Quali vantaggi pastorali deriveranno da questo nuovo apostolato?

Il monastero di San Benedetto a Norcia si trova in una posizione unica. La vita pastorale della città è servita molto bene da parte del clero diocesano. La Basilica, d'altro canto, non è una parrocchia, ma un santuario, la cui attenzione pastorale è incentrata sui pellegrini provenienti
da tutto il mondo. Siamo una comunità internazionale che serve un pubblico internazionale. I pellegrini vengono appositamente per assistere ad una liturgia benedettina, caratterizzata da quello che io definirei uno stile monastico o contemplativo. Questo è il nostro contributo speciale. La forma Straordinaria si presta molto bene a questo stile contemplativo, nonché mistico, che è il motivo per cui i giovani ne sono così attratti. Celebriamo la Santa Messa in forma Ordinaria nel medesimo stile, che rappresenta la ragione per cui le persone vengono qui da lontano e partecipano numerose alla nostra Messa domenicale.

Non sarebbe meglio essere come tutti gli altri?
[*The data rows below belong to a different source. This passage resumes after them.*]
//! Quillpress Client - API access for the content workflow.
//!
//! This crate owns everything that talks to the backend:
//!
//! - [`config`] - Base URL and state directory resolution from environment
//! - [`credentials`] - The persisted bearer-token slot
//! - [`http`] - The request wrapper: JSON bodies, bearer auth, error
//!   normalization
//! - [`auth`] - The session context (bootstrap, sign-in/up/out)
//! - [`store`] - The `ContentStore` capability interface and its REST adapter
//! - [`public`] - Public reads with fallback to built-in sample content
//! - [`render`] - Markdown rendering for public content
//!
//! # Availability vs consistency
//!
//! Public reads never surface a hard error while a fallback source is
//! configured; authenticated paths always surface errors to the caller. See
//! [`public::PublicReader`] for the split.

#![cfg_attr(not(test), forbid(unsafe_code))]

pub mod auth;
pub mod config;
pub mod credentials;
pub mod error;
pub mod http;
pub mod public;
pub mod render;
pub mod sample;
pub mod store;

pub use auth::SessionContext;
pub use config::{ClientConfig, ConfigError};
pub use credentials::CredentialStore;
pub use error::ApiError;
pub use http::ApiClient;
pub use public::{FallbackSource, PublicReader};
pub use sample::SamplePosts;
pub use store::{ContentStore, RestContentStore};
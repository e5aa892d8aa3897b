//! Page editing session.
//!
//! Same lifecycle as the post editor with the page field set: no excerpt, no
//! cover image, no publish timestamp, and no archived status.

use std::sync::Arc;

use tracing::instrument;

use quillpress_client::ContentStore;
use quillpress_core::{Page, PageDraft, PageId, PageStatus, Slug, UserId, generate_slug};

use super::{EditorError, EditorState, ValidationError, conflict_notice};

/// One page editing session.
pub struct PageEditor {
    store: Arc<dyn ContentStore>,
    id: Option<PageId>,
    state: EditorState,
    title: String,
    slug: String,
    content: String,
    status: PageStatus,
    author_id: Option<UserId>,
    auto_slug: bool,
    notice: Option<String>,
}

impl PageEditor {
    /// Start a session for a new page.
    #[must_use]
    pub fn new(store: Arc<dyn ContentStore>, author_id: Option<UserId>) -> Self {
        Self {
            store,
            id: None,
            state: EditorState::Editing,
            title: String::new(),
            slug: String::new(),
            content: String::new(),
            status: PageStatus::Draft,
            author_id,
            auto_slug: true,
            notice: None,
        }
    }

    /// Start a session editing an existing page.
    ///
    /// # Errors
    ///
    /// [`EditorError::NotFound`] when no such page exists, or the underlying
    /// API error on transport failure. Terminal for this session.
    #[instrument(skip(store))]
    pub async fn open(
        store: Arc<dyn ContentStore>,
        id: PageId,
        author_id: Option<UserId>,
    ) -> Result<Self, EditorError> {
        let mut editor = Self {
            state: EditorState::Loading,
            id: Some(id),
            auto_slug: false,
            ..Self::new(store, author_id)
        };

        let page = editor
            .store
            .get_page(id)
            .await?
            .ok_or(EditorError::NotFound)?;

        editor.title = page.title;
        editor.slug = page.slug;
        editor.content = page.content;
        editor.status = page.status;
        editor.state = EditorState::Editing;
        Ok(editor)
    }

    /// Update the title, regenerating the slug while auto-slug mode is on.
    pub fn set_title(&mut self, title: &str) {
        self.title = title.to_string();
        if self.auto_slug && self.id.is_none() {
            self.slug = generate_slug(title);
        }
    }

    /// Update the slug directly. Turns auto-slug mode off for good.
    pub fn set_slug(&mut self, slug: &str) {
        self.slug = slug.to_string();
        self.auto_slug = false;
    }

    pub fn set_content(&mut self, content: &str) {
        self.content = content.to_string();
    }

    /// Select the status a plain submit will write.
    pub fn set_status(&mut self, status: PageStatus) {
        self.status = status;
    }

    /// Save with status forced to draft.
    ///
    /// # Errors
    ///
    /// See [`Self::submit`].
    pub async fn save_draft(&mut self) -> Result<Page, EditorError> {
        self.write(PageStatus::Draft).await
    }

    /// Save with status forced to published.
    ///
    /// # Errors
    ///
    /// See [`Self::submit`].
    pub async fn publish(&mut self) -> Result<Page, EditorError> {
        self.write(PageStatus::Published).await
    }

    /// Save with whatever status is currently selected.
    ///
    /// # Errors
    ///
    /// [`EditorError::Validation`] when a field fails validation;
    /// [`EditorError::Api`] when the backend rejects the write. The session
    /// stays editable after either.
    pub async fn submit(&mut self) -> Result<Page, EditorError> {
        self.write(self.status).await
    }

    #[instrument(skip(self), fields(id = ?self.id, slug = %self.slug))]
    async fn write(&mut self, status: PageStatus) -> Result<Page, EditorError> {
        let slug = match self.validate() {
            Ok(slug) => slug,
            Err(err) => {
                self.notice = Some(err.to_string());
                return Err(err.into());
            }
        };

        self.state = EditorState::Submitting;
        self.notice = None;

        let draft = PageDraft {
            title: self.title.clone(),
            slug: slug.into_inner(),
            content: self.content.clone(),
            status,
            author_id: self.author_id,
        };

        let result = match self.id {
            Some(id) => self.store.update_page(id, &draft).await,
            None => self.store.create_page(&draft).await,
        };

        match result {
            Ok(page) => {
                self.status = status;
                self.state = EditorState::Done;
                Ok(page)
            }
            Err(err) => {
                self.notice = Some(if err.is_conflict() {
                    conflict_notice("page")
                } else {
                    err.to_string()
                });
                self.state = EditorState::Failed;
                Err(err.into())
            }
        }
    }

    fn validate(&self) -> Result<Slug, ValidationError> {
        if self.title.trim().is_empty() {
            return Err(ValidationError::MissingTitle);
        }
        Ok(Slug::parse(&self.slug)?)
    }

    #[must_use]
    pub const fn state(&self) -> EditorState {
        self.state
    }

    /// True while the session accepts edits and submissions.
    #[must_use]
    pub const fn is_editable(&self) -> bool {
        matches!(self.state, EditorState::Editing | EditorState::Failed)
    }

    #[must_use]
    pub fn title(&self) -> &str {
        &self.title
    }

    #[must_use]
    pub fn slug(&self) -> &str {
        &self.slug
    }

    #[must_use]
    pub fn content(&self) -> &str {
        &self.content
    }

    #[must_use]
    pub const fn status(&self) -> PageStatus {
        self.status
    }

    /// The notice to surface for the last failure, if any.
    #[must_use]
    pub fn notice(&self) -> Option<&str> {
        self.notice.as_deref()
    }
}

#[cfg(test)]
#[allow(clippy::unwrap_used)]
mod tests {
    use crate::test_store::{StubStore, sample_page};

    use super::*;

    fn store() -> Arc<StubStore> {
        Arc::new(StubStore::default())
    }

    #[tokio::test]
    async fn test_create_page_with_auto_slug() {
        let stub = store();

        let mut editor = PageEditor::new(Arc::clone(&stub) as Arc<dyn ContentStore>, None);
        editor.set_title("About Us");
        editor.publish().await.unwrap();

        let pages = stub.pages.lock().unwrap();
        let page = pages.first().unwrap();
        assert_eq!(page.slug, "about-us");
        assert_eq!(page.status, PageStatus::Published);
    }

    #[tokio::test]
    async fn test_open_existing_page_keeps_slug_on_retitle() {
        let stub = store();
        stub.pages.lock().unwrap().push(sample_page(4, "about", PageStatus::Draft));

        let mut editor = PageEditor::open(stub, PageId::new(4), None).await.unwrap();
        editor.set_title("About The Team");
        assert_eq!(editor.slug(), "about");
    }

    #[tokio::test]
    async fn test_page_conflict_notice() {
        let stub = store();
        stub.fail_writes(409, "duplicate key value violates unique constraint");

        let mut editor = PageEditor::new(Arc::clone(&stub) as Arc<dyn ContentStore>, None);
        editor.set_title("About");

        editor.submit().await.err().unwrap();
        assert_eq!(
            editor.notice(),
            Some("A page with this slug already exists. Please use a different slug.")
        );
        assert!(editor.is_editable());
    }
}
Per usare un'espressione presa dal mondo del commercio, la crescita e lo sviluppo dipendono da un marchio distintivo “di nicchia”. Questo speciale apostolato di celebrare l'Eucaristia in utroque usu, rende il monastero di Norcia caratteristico, unico nel suo genere. Sono sicuro che contribuirà alla crescita della comunità, in un momento in cui i giovani non sono interessati a una vocazione che significhi vivere “come tutti gli altri”.